Go over the records and count each line that has the string "counts". Give the number and nothing else.
-- Recorded data follows --
// Architecture-aware recombination of hard performance metrics

use std::fmt;

use log::debug;
use serde::{Deserialize, Serialize};

use crate::catalog::{UpgradeCatalog, UpgradeCategory, UpgradeItem};
use crate::config::EngineConfig;
use crate::vehicle::{Aspiration, EngineArchitecture, RawSpecs, VehicleProfile};

/// Displacement at or above which a naturally aspirated engine counts as high output.
const NA_HIGH_OUTPUT_LITERS: f64 = 4.0;
/// Displacement at or below which a naturally aspirated engine counts as small.
const NA_SMALL_LITERS: f64 = 2.5;

/// Absolute hp gain for one module on one specific vehicle.
///
/// Replaces the multiplier estimate entirely for that pair.
#[derive(Debug, Clone, PartialEq, Serialize, Deserialize)]
pub struct MetricModifier {
    pub vehicle_id: String,
    pub item_key: String,
    pub hp_gain: f64,
}

impl MetricModifier {
    pub fn new(vehicle_id: &str, item_key: &str, hp_gain: f64) -> Self {
        Self {
            vehicle_id: vehicle_id.to_string(),
            item_key: item_key.to_string(),
            hp_gain,
        }
    }
}

/// The four hard metrics tracked through a build. Absent stays absent.
#[derive(Debug, Clone, Default, PartialEq, Serialize, Deserialize)]
pub struct PerformanceMetrics {
    pub power_hp: Option<f64>,
    pub zero_to_sixty_s: Option<f64>,
    pub braking_60_0_ft: Option<f64>,
    pub lateral_g: Option<f64>,
}

impl PerformanceMetrics {
    pub fn stock(specs: &RawSpecs) -> Self {
        Self {
            power_hp: specs.power_hp,
            zero_to_sixty_s: specs.zero_to_sixty_s,
            braking_60_0_ft: specs.braking_60_0_ft,
            lateral_g: specs.lateral_g,
        }
    }
}

/// Engine class used to scale declared hp gains.
#[derive(Debug, Clone, Copy, PartialEq, Eq, Hash, Serialize, Deserialize)]
#[serde(rename_all = "snake_case")]
pub enum ArchitectureClass {
    NaHighOutput,
    NaMid,
    NaSmall,
    Turbocharged,
    Supercharged,
}

impl ArchitectureClass {
    pub fn classify(architecture: &EngineArchitecture, displacement_l: Option<f64>) -> Self {
        match architecture.effective_aspiration() {
            Aspiration::Turbocharged => ArchitectureClass::Turbocharged,
            Aspiration::Supercharged => ArchitectureClass::Supercharged,
            Aspiration::Natural => {
                if architecture.cylinders.is_large()
                    || displacement_l.is_some_and(|l| l >= NA_HIGH_OUTPUT_LITERS)
                {
                    ArchitectureClass::NaHighOutput
                } else {
                    let small = match displacement_l {
                        Some(liters) => liters <= NA_SMALL_LITERS,
                        None => architecture.cylinders.is_small_displacement(),
                    };
                    if small {
                        ArchitectureClass::NaSmall
                    } else {
                        ArchitectureClass::NaMid
                    }
                }
            }
        }
    }

    pub fn for_vehicle(vehicle: &VehicleProfile) -> Self {
        Self::classify(&vehicle.architecture, vehicle.specs.displacement_l)
    }

    pub fn is_naturally_aspirated(&self) -> bool {
        matches!(
            self,
            ArchitectureClass::NaHighOutput | ArchitectureClass::NaMid | ArchitectureClass::NaSmall
        )
    }

    /// Scale applied to a module's declared hp gain.
    pub fn multiplier(&self, category: UpgradeCategory) -> f64 {
        use ArchitectureClass::*;

        match category {
            // adding boost to an NA engine: big engines gain the most
            UpgradeCategory::ForcedInduction => match self {
                NaHighOutput => 1.25,
                NaMid => 1.10,
                NaSmall => 1.0,
                Turbocharged => 0.6,
                Supercharged => 0.7,
            },
            UpgradeCategory::Power => match self {
                Turbocharged => 1.3,
                Supercharged => 1.15,
                NaSmall => 0.75,
                NaHighOutput | NaMid => 1.0,
            },
            UpgradeCategory::Tune => match self {
                Turbocharged => 1.5,
                Supercharged => 1.2,
                NaHighOutput | NaMid | NaSmall => 0.6,
            },
            UpgradeCategory::Exhaust => match self {
                Turbocharged => 1.1,
                NaSmall => 0.8,
                NaHighOutput | NaMid | Supercharged => 1.0,
            },
            _ => 1.0,
        }
    }
}

impl fmt::Display for ArchitectureClass {
    fn fmt(&self, f: &mut fmt::Formatter<'_>) -> fmt::Result {
        match self {
            ArchitectureClass::NaHighOutput => write!(f, "NA high output"),
            ArchitectureClass::NaMid => write!(f, "NA mid"),
            ArchitectureClass::NaSmall => write!(f, "NA small"),
            ArchitectureClass::Turbocharged => write!(f, "Turbocharged"),
            ArchitectureClass::Supercharged => write!(f, "Supercharged"),
        }
    }
}

/// Stock and upgraded metrics for one build.
#[derive(Debug, Clone, PartialEq, Serialize, Deserialize)]
pub struct UpgradedMetrics {
    pub architecture: EngineArchitecture,
    pub architecture_class: ArchitectureClass,
    pub stock: PerformanceMetrics,
    pub upgraded: PerformanceMetrics,
    pub hp_gain: f64,
}

/// Recombines module metric deltas into upgraded hard metrics.
///
/// Power gains are scaled per architecture class unless the catalog holds a
/// modifier for the exact vehicle and module. Explicit 0-60 improvements are
/// amplified by the configured hp-gain steps; gains from modules without one
/// are converted through a power-to-time curve. Braking and grip add linearly.
pub struct MetricRecalculator<'a> {
    catalog: &'a UpgradeCatalog,
    config: &'a EngineConfig,
}

impl<'a> MetricRecalculator<'a> {
    pub fn new(catalog: &'a UpgradeCatalog, config: &'a EngineConfig) -> Self {
        Self { catalog, config }
    }

    /// Effective hp gain of one module on one vehicle.
    pub fn item_hp_gain(
        &self,
        vehicle: &VehicleProfile,
        class: ArchitectureClass,
        item: &UpgradeItem,
    ) -> f64 {
        if let Some(hp_gain) = self.catalog.metric_modifier(&vehicle.id, &item.key) {
            debug!(
                "Using catalog modifier for {} on {}: {} hp",
                item.key, vehicle.id, hp_gain
            );
            return hp_gain;
        }
        item.metric_deltas.hp_gain * class.multiplier(item.category)
    }

    /// `modules` must already be expanded from packages and de-duplicated.
    pub fn recalculate(&self, vehicle: &VehicleProfile, modules: &[&UpgradeItem]) -> UpgradedMetrics {
        let class = ArchitectureClass::for_vehicle(vehicle);
        let stock = PerformanceMetrics::stock(&vehicle.specs);

        let mut hp_gain = 0.0;
        let mut unexplained_hp_gain = 0.0;
        let mut explicit_improvement_s = 0.0;
        let mut braking_improvement_ft = 0.0;
        let mut grip_improvement_g = 0.0;

        for item in modules {
            let gain = self.item_hp_gain(vehicle, class, item);
            hp_gain += gain;
            match item.metric_deltas.zero_to_sixty_improvement_s {
                Some(improvement) => explicit_improvement_s += improvement,
                None => unexplained_hp_gain += gain,
            }
            braking_improvement_ft += item.metric_deltas.braking_improvement_ft;
            grip_improvement_g += item.metric_deltas.grip_improvement_g;
        }

        let zero_to_sixty_s = stock.zero_to_sixty_s.map(|base_t| {
            let amplified = explicit_improvement_s * self.config.amplification_factor(hp_gain);
            let estimated = stock
                .power_hp
                .map(|base_hp| estimated_improvement(base_t, base_hp, unexplained_hp_gain))
                .unwrap_or(0.0);
            floor_at(
                base_t - amplified - estimated,
                self.config.zero_to_sixty_floor_s,
                base_t,
            )
        });

        let braking_60_0_ft = stock.braking_60_0_ft.map(|base_ft| {
            floor_at(
                base_ft - braking_improvement_ft,
                self.config.braking_floor_ft,
                base_ft,
            )
        });

        let lateral_g = stock
            .lateral_g
            .map(|base_g| (base_g + grip_improvement_g).min(self.config.grip_ceiling_g.max(base_g)));

        let upgraded = PerformanceMetrics {
            power_hp: stock.power_hp.map(|hp| hp + hp_gain),
            zero_to_sixty_s,
            braking_60_0_ft,
            lateral_g,
        };

        UpgradedMetrics {
            architecture: vehicle.architecture,
            architecture_class: class,
            stock,
            upgraded,
            hp_gain,
        }
    }
}

/// Seconds saved by a power gain with no declared 0-60 figure, assuming time
/// scales with the inverse square root of power.
fn estimated_improvement(base_t: f64, base_hp: f64, hp_gain: f64) -> f64 {
    if hp_gain == 0.0 || base_hp <= 0.0 {
        return 0.0;
    }
    let ratio = 1.0 + hp_gain / base_hp;
    if ratio <= 0.0 {
        return 0.0;
    }
    base_t * (1.0 - 1.0 / ratio.sqrt())
}

/// Lower bound for a lower-is-better metric. A stock figure already below the
/// floor is kept but not improved upon.
fn floor_at(value: f64, floor: f64, stock: f64) -> f64 {
    value.max(floor.min(stock))
}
-- Recorded data concluded --
__Exercise response__:
2